**Data listing**
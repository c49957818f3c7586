//! Decoding property values into slots and encoding them back to text.
//!
//! One interpreter walks the slot list of a property from the grammar table.
//! Values the grammar cannot decompose, and values of properties the table
//! does not know, come back as [`DecodedValue::Unparsed`] and encode to the
//! exact text they were decoded from.

pub mod value;

pub use value::{CompositeValue, DecodedValue, SlotValue, SubValue};

use log::debug;
use nom::combinator::all_consuming;

use crate::grammar::{SlotDef, SlotKind, slots_for};
use crate::parser::tokens::{at_boundary, next_token, parse_number};

/// Decodes the raw value text of `property` into slot outcomes.
///
/// # Examples
///
/// ```rust
/// use stylecodec::{decode_value, DecodedValue, SlotValue};
///
/// let decoded = decode_value("border-style", "dashed");
/// assert_eq!(
///     decoded,
///     DecodedValue::Slots(vec![SlotValue::Choice("dashed".into())])
/// );
///
/// // Unknown properties are kept verbatim
/// assert_eq!(
///     decode_value("grid-area", "1 / 2"),
///     DecodedValue::Unparsed("1 / 2".into())
/// );
/// ```
pub fn decode_value(property: &str, raw: &str) -> DecodedValue {
    let Some(slots) = slots_for(property) else {
        return DecodedValue::Unparsed(raw.to_string());
    };

    match decode_slots(slots, raw) {
        Some(values) => DecodedValue::Slots(values),
        None => {
            debug!("{property}: value {raw:?} does not fit the grammar, keeping it verbatim");
            DecodedValue::Unparsed(raw.to_string())
        }
    }
}

fn decode_slots(slots: &[SlotDef], raw: &str) -> Option<Vec<SlotValue>> {
    let mut rest = raw;
    let mut values = Vec::with_capacity(slots.len());

    for slot in slots {
        rest = rest.trim_start();
        if rest.is_empty() {
            values.push(match slot.kind {
                SlotKind::Checkbox(_) => SlotValue::Checkbox(false),
                _ => SlotValue::Absent,
            });
            continue;
        }
        let (next, value) = decode_slot(slot, rest)?;
        values.push(value);
        rest = next;
    }

    rest.trim().is_empty().then_some(values)
}

/// Decodes one slot at the start of `input`, which has no leading whitespace.
fn decode_slot<'a>(slot: &SlotDef, input: &'a str) -> Option<(&'a str, SlotValue)> {
    match slot.kind {
        SlotKind::Select(literals) => {
            let literal = literals
                .iter()
                .filter(|lit| input.strip_prefix(**lit).is_some_and(at_boundary))
                .max_by_key(|lit| lit.len())?;
            Some((&input[literal.len()..], SlotValue::Choice(literal.to_string())))
        }
        SlotKind::Checkbox(literal) => match next_token(input) {
            Ok((rest, token)) if token == literal => Some((rest, SlotValue::Checkbox(true))),
            _ => Some((input, SlotValue::Checkbox(false))),
        },
        SlotKind::Number => {
            let (rest, token) = next_token(input).ok()?;
            let (_, n) = all_consuming(parse_number)(token).ok()?;
            Some((rest, SlotValue::Number(n)))
        }
        SlotKind::Text | SlotKind::Url | SlotKind::FilePath => {
            let (rest, token) = next_token(input).ok()?;
            Some((rest, SlotValue::Text(token.to_string())))
        }
        SlotKind::Composite(kind) => {
            let (rest, composite) = kind.grammar().decode(input)?;
            Some((rest, SlotValue::Composite(composite)))
        }
    }
}

/// Encodes slot outcomes back to canonical value text for `property`.
///
/// `Unparsed` text is returned verbatim. Otherwise each slot renders its
/// part; absent slots, unchecked checkboxes and slots flagged
/// [`AVOID_IN_OUTPUT`](crate::grammar::SlotFlags::AVOID_IN_OUTPUT) render
/// nothing, and the remaining parts are joined with single spaces.
pub fn encode_value(property: &str, value: &DecodedValue) -> String {
    let values = match value {
        DecodedValue::Unparsed(text) => return text.clone(),
        DecodedValue::Slots(values) => values,
    };
    let slots = slots_for(property).unwrap_or(&[]);

    values
        .iter()
        .enumerate()
        .filter(|(i, _)| !slots.get(*i).is_some_and(SlotDef::is_avoided))
        .map(|(i, v)| encode_slot(slots.get(i), v))
        .filter(|part| !part.is_empty())
        .collect::<Vec<_>>()
        .join(" ")
}

fn encode_slot(slot: Option<&SlotDef>, value: &SlotValue) -> String {
    match value {
        SlotValue::Absent | SlotValue::Checkbox(false) => String::new(),
        SlotValue::Checkbox(true) => match slot.map(|s| s.kind) {
            Some(SlotKind::Checkbox(literal)) => literal.to_string(),
            _ => String::new(),
        },
        SlotValue::Text(text) | SlotValue::Choice(text) => text.clone(),
        SlotValue::Number(n) => n.to_string(),
        SlotValue::Composite(composite) => composite.kind.grammar().encode(composite),
    }
}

**Requirement**
Filter the data above by the word "outcomes" and copy every line that matches.

**Response to this exercise**
/// Decodes the raw value text of `property` into slot outcomes.
/// Encodes slot outcomes back to canonical value text for `property`.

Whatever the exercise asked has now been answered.